The large number of letters were written to Lesley’s grand-mother, Christina May Andrew, when her then-husband William Andrew was serving in the New Zealand forces. All she knows is that they were apparently found under a house in Invercargill, and then went to the West Coast, and were kept there by the Andrew family.
The grandparents’ marriage ended when Lesley was too young to remember her Grandad, but she met him twice before her Gran died. She had no idea that the letters were in existence.
“How they arrived in another family may never be known, but we think maybe a relative of Debbie Hills was visiting when my Gran was cleaning out Grandad’s stuff after he left and she said ‘if you want them, take them’ “, says Leslie.

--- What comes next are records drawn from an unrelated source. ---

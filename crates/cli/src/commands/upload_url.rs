//! upload-url command - Issue a presigned upload URL
//!
//! The URL lets any HTTP client PUT the file directly to the store. The
//! content type is signed into the URL, so the upload must send the same
//! `Content-Type` header.

use clap::Args;
use vault_core::PresignedUrl;

use super::{Session, fail};
use crate::exit_code::ExitCode;
use crate::output::{Formatter, OutputConfig};

/// Issue a presigned URL for uploading a file
#[derive(Args, Debug)]
pub struct UploadUrlArgs {
    /// File key relative to your home folder (e.g. "docs/report.pdf")
    pub key: String,

    /// Content type to sign (default: guessed from the key's extension)
    #[arg(long)]
    pub content_type: Option<String>,
}

/// Execute the upload-url command
pub async fn execute(args: UploadUrlArgs, output_config: OutputConfig, profile: &str) -> ExitCode {
    let formatter = Formatter::new(output_config);

    let session = match Session::open(profile).await {
        Ok(s) => s,
        Err(e) => return fail(&formatter, "Failed to open session", &e),
    };

    let content_type = args
        .content_type
        .clone()
        .or_else(|| guess_content_type(&args.key));

    match session
        .service
        .request_upload_url(&session.user, &args.key, content_type.as_deref())
        .await
    {
        Ok(url) => {
            print_url(&formatter, &url);
            ExitCode::Success
        }
        Err(e) => fail(
            &formatter,
            &format!("Failed to issue upload URL for '{}'", args.key),
            &e,
        ),
    }
}

/// Guess a MIME type from the extension of a key or path
pub(crate) fn guess_content_type(path: &str) -> Option<String> {
    mime_guess::from_path(path)
        .first()
        .map(|m| m.essence_str().to_string())
}

/// Print a presigned URL; in human mode only the URL goes to stdout
pub(crate) fn print_url(formatter: &Formatter, url: &PresignedUrl) {
    if formatter.is_json() {
        formatter.json(url);
    } else {
        formatter.println(&url.url);
        if !formatter.is_quiet() {
            eprintln!(
                "{}",
                formatter.dim(&format!(
                    "{} {} (expires in {}s)",
                    url.method, url.key, url.expires_in_secs
                ))
            );
        }
    }
}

She was sent the letters last September, and has been busy reading, translating the now-faded letters, and sharing them with her family.
One of the letters, to ‘My little sweetheart’ (below), was written from a rehabilitation facility in Lymington, Hampshire, UK, after William was injured. It is on YMCA stationery, which was headed with the message ‘Write Home First’. He seems determinably cheerful.
When William returned to New Zealand he became a sign-writer, and Leslie has received a drawing of his, which won a prize in the ‘Australian School of Sketching’. His address at that stage was Pleasant Point.
The family are very appreciative that the letters were sent, Leslie saying, “I know my family will treasure them for a long time. My grandchildren all attend the ANZAC services and have a real interest in who went to war. My own Mum and Dad both served in WW2 and Mum’s brother was killed and is buried in Scotland.”